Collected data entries
-----
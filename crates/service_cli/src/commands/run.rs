//! Run command implementation.
//!
//! Assembles the effective run configuration (CLI flags over file
//! overlay over defaults), executes one forecasting run and reports the
//! published files. In dry-run mode the dataset is loaded and
//! schema-checked but nothing is forecast or written.

use tracing::info;

use forecast_core::config::RunConfig;
use forecast_engine::run_forecast;

use crate::config::load_overlay;
use crate::{CliError, Result};

/// Default master seed when neither the CLI nor the file sets one.
pub(crate) const DEFAULT_SEED: u64 = 42;

/// Run the forecast command.
#[allow(clippy::too_many_arguments)]
pub fn run(
    config_path: &str,
    input: &str,
    output_dir: &str,
    seed: Option<u64>,
    horizon_hours: Option<u32>,
    min_history_hours: Option<u32>,
    dry_run: bool,
) -> Result<()> {
    if !std::path::Path::new(input).exists() {
        return Err(CliError::FileNotFound(input.to_string()));
    }

    let overlay = load_overlay(config_path)?;

    let mut builder = RunConfig::builder()
        .input_path(input)
        .output_dir(output_dir)
        .seed(seed.or(overlay.seed).unwrap_or(DEFAULT_SEED));
    if let Some(hours) = horizon_hours.or(overlay.horizon_hours) {
        builder = builder.horizon_hours(hours);
    }
    if let Some(hours) = min_history_hours.or(overlay.min_history_hours) {
        builder = builder.min_history_hours(hours);
    }
    if let Some(shock) = overlay.shock {
        builder = builder.shock(shock);
    }
    if let Some(band) = overlay.comfort_band {
        builder = builder.comfort_band(band);
    }
    let config = builder.build()?;

    info!("Starting forecast run");
    info!("  Input: {}", input);
    info!("  Output directory: {}", output_dir);
    info!("  Seed: {}", config.seed());
    info!("  Horizon: {} hours", config.horizon_hours());

    if dry_run {
        let dataset = adapter_loader::load_market_csv(config.input_path())?;
        info!(
            rows = dataset.len(),
            regions = dataset.regions().len(),
            "Dry run: dataset is valid, ready for execution"
        );
        return Ok(());
    }

    let report = run_forecast(&config)?;

    info!("Forecast completed successfully");
    info!(
        "  {} rows per table across {} region(s)",
        report.rows_per_table,
        report.regions.len()
    );
    for path in report.output.paths() {
        let size_kb = std::fs::metadata(path)?.len() as f64 / 1024.0;
        info!("  - {} ({:.1} KB)", path.display(), size_kb);
    }
    Ok(())
}
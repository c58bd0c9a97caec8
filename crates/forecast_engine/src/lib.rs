//! # forecast_engine: The scenario forecasting kernel
//!
//! Transforms a historical market dataset into three internally
//! consistent forecast tables — baseline, shock and delta — in a single
//! stateless batch pass:
//!
//! ```text
//! load → estimate baseline → simulate shock → compute deltas
//!      → validation gate → atomic table writes
//! ```
//!
//! The only public entry point intended for callers is
//! [`run::run_forecast`], which takes an explicit
//! [`forecast_core::config::RunConfig`] and returns a structured
//! [`run::RunReport`] or an [`EngineError`] naming the failing stage,
//! region and invariant. Individual stages are exported for testing and
//! for callers that want to validate inputs without forecasting.
//!
//! # Reproducibility
//!
//! The shock simulation is deterministic under a fixed seed: each row
//! draws from an RNG seeded by `(master seed, region, timestamp)`, so
//! the rayon scheduling order cannot influence the output. Two runs
//! over the same dataset with the same configuration produce
//! byte-identical tables.

pub mod baseline;
pub mod delta;
mod error;
pub mod rng;
pub mod run;
pub mod shock;
pub mod validate;
pub mod writer;

pub use error::EngineError;
pub use run::{run_forecast, RunReport};
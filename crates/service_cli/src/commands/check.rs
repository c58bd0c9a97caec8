//! Check command implementation.
//!
//! Validates the configuration overlay and reports the effective
//! parameters a run would use, without touching any dataset.

use tracing::info;

use forecast_core::config::{RunConfig, DEFAULT_HORIZON_HOURS, DEFAULT_MIN_HISTORY_HOURS};

use crate::commands::run::DEFAULT_SEED;
use crate::config::load_overlay;
use crate::Result;

/// Run the check command.
pub fn run(config_path: &str) -> Result<()> {
    let overlay = load_overlay(config_path)?;

    // Same parameter validation a real run performs, minus the paths a
    // check has no business inventing.
    let mut builder = RunConfig::builder();
    if let Some(hours) = overlay.horizon_hours {
        builder = builder.horizon_hours(hours);
    }
    if let Some(hours) = overlay.min_history_hours {
        builder = builder.min_history_hours(hours);
    }
    if let Some(shock) = overlay.shock {
        builder = builder.shock(shock);
    }
    if let Some(band) = overlay.comfort_band {
        builder = builder.comfort_band(band);
    }
    builder.check_parameters()?;

    let shock = overlay.shock.unwrap_or_default();
    let band = overlay.comfort_band.unwrap_or_default();
    info!("Configuration is valid");
    info!("  Seed: {}", overlay.seed.unwrap_or(DEFAULT_SEED));
    info!(
        "  Horizon: {} hours",
        overlay.horizon_hours.unwrap_or(DEFAULT_HORIZON_HOURS)
    );
    info!(
        "  Minimum history: {} hours",
        overlay.min_history_hours.unwrap_or(DEFAULT_MIN_HISTORY_HOURS)
    );
    info!(
        "  Shock: price x{} +/- {}, demand x{} +/- {}",
        shock.price_uplift, shock.price_sigma, shock.demand_uplift, shock.demand_sigma
    );
    info!(
        "  Volatility: base {}, {}/degC outside [{}, {}] degC, cap {}",
        shock.base_multiplier,
        shock.temperature_sensitivity,
        band.low_c,
        band.high_c,
        shock.max_multiplier
    );
    Ok(())
}

#[cfg(test)]
mod tests {
    use std::io::Write;

    #[test]
    fn test_check_accepts_overlay_without_paths() {
        let mut file = tempfile::NamedTempFile::new().unwrap();
        writeln!(file, "seed = 7\nhorizon_hours = 24").unwrap();
        assert!(super::run(file.path().to_str().unwrap()).is_ok());
    }

    #[test]
    fn test_check_rejects_invalid_parameters() {
        let mut file = tempfile::NamedTempFile::new().unwrap();
        writeln!(file, "horizon_hours = 0").unwrap();
        let err = super::run(file.path().to_str().unwrap()).unwrap_err();
        assert!(matches!(err, crate::CliError::Config(_)));
    }
}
-----
Every line above holding the string "filename" should be listed.

[Response area]
filename crates/service_cli/src/commands/run.rs
filename crates/forecast_engine/src/lib.rs
filename crates/service_cli/src/commands/check.rs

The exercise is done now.